## TASK BRIEF
Among the entries below, find the lines with "spawner" and copy them.
== == ==
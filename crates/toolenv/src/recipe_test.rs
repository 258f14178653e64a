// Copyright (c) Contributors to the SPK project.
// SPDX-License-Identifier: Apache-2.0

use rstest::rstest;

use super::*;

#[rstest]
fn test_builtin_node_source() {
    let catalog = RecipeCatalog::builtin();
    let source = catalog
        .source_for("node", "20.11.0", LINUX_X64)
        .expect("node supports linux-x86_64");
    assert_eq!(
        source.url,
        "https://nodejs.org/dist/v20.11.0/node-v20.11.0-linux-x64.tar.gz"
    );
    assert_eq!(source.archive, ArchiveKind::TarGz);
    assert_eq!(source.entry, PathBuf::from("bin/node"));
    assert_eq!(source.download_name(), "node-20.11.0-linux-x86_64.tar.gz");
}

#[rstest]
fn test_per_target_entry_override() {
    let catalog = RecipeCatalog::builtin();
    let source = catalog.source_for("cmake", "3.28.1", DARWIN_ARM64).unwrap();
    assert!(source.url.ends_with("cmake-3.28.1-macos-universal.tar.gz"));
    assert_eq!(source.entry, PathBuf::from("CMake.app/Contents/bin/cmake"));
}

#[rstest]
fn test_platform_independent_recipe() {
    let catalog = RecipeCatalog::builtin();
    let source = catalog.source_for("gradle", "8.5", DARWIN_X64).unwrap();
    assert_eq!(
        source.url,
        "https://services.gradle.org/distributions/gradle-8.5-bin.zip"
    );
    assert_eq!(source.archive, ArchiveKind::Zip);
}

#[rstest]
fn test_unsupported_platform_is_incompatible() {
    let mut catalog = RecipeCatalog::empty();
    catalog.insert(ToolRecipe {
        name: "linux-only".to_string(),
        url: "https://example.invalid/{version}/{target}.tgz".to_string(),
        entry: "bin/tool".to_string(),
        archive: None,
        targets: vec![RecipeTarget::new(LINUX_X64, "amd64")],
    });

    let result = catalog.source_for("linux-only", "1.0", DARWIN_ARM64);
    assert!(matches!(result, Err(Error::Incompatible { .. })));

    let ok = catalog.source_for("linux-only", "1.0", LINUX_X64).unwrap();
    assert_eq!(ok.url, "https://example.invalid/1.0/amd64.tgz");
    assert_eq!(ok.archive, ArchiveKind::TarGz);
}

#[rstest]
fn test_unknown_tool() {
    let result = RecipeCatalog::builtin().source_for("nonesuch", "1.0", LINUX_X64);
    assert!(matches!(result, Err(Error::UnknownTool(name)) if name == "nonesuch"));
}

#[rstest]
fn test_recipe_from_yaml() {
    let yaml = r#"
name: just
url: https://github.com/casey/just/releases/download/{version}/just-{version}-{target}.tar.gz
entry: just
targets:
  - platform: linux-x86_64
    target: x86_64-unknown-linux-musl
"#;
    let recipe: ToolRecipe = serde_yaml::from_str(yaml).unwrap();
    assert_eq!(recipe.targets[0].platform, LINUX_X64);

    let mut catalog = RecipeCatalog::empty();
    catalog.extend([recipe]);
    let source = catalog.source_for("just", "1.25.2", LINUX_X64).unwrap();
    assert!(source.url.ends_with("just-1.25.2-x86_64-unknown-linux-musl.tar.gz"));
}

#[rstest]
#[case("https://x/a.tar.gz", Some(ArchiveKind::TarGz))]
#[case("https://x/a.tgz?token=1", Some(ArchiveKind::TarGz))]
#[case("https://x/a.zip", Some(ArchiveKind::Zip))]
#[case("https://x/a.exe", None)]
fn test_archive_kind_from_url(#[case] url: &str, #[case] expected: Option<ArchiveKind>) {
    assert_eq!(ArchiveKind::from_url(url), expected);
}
== == ==
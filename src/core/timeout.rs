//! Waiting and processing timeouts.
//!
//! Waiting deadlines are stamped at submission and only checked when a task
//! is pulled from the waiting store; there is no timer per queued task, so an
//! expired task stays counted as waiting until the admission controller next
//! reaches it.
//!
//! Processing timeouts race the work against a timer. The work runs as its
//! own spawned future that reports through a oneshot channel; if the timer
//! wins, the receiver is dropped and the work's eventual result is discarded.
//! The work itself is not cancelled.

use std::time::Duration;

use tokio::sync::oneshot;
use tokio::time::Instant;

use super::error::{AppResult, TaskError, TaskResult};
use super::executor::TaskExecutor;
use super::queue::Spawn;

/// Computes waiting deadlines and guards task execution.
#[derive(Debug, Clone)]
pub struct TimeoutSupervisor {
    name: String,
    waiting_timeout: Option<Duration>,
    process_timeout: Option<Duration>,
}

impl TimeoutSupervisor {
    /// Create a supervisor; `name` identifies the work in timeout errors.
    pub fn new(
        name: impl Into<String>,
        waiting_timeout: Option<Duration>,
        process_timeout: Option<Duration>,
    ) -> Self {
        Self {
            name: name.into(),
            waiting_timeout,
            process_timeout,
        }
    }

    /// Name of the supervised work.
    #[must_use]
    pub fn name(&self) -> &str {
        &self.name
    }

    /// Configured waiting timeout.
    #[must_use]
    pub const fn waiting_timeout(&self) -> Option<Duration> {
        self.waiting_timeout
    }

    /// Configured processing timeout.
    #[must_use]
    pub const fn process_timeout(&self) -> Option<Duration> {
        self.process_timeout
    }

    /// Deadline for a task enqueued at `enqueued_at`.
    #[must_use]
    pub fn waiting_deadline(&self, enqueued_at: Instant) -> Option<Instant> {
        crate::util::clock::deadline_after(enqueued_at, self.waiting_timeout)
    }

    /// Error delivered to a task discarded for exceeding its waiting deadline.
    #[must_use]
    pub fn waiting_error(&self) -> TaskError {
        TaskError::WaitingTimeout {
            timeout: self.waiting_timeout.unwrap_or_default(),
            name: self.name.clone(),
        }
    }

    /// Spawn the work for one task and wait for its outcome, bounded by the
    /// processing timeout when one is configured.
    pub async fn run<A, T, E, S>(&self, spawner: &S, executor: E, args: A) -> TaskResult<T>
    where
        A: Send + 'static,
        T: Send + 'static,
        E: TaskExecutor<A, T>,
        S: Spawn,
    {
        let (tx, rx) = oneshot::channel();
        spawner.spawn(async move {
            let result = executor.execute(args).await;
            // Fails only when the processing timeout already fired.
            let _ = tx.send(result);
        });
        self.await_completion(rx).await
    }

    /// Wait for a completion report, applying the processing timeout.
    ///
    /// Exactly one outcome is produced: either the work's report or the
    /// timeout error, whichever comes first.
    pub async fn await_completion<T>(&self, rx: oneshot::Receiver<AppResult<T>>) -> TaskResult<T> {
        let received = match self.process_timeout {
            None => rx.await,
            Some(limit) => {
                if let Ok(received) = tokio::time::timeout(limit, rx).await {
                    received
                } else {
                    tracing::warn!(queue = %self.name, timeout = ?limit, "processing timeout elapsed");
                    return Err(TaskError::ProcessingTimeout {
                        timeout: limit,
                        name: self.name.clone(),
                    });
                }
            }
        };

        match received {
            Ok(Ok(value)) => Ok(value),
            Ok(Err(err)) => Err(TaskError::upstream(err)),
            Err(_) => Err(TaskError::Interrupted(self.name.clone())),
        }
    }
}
== == ==
## ANSWER FOR THIS EXERCISE
    pub async fn run<A, T, E, S>(&self, spawner: &S, executor: E, args: A) -> TaskResult<T>
        spawner.spawn(async move {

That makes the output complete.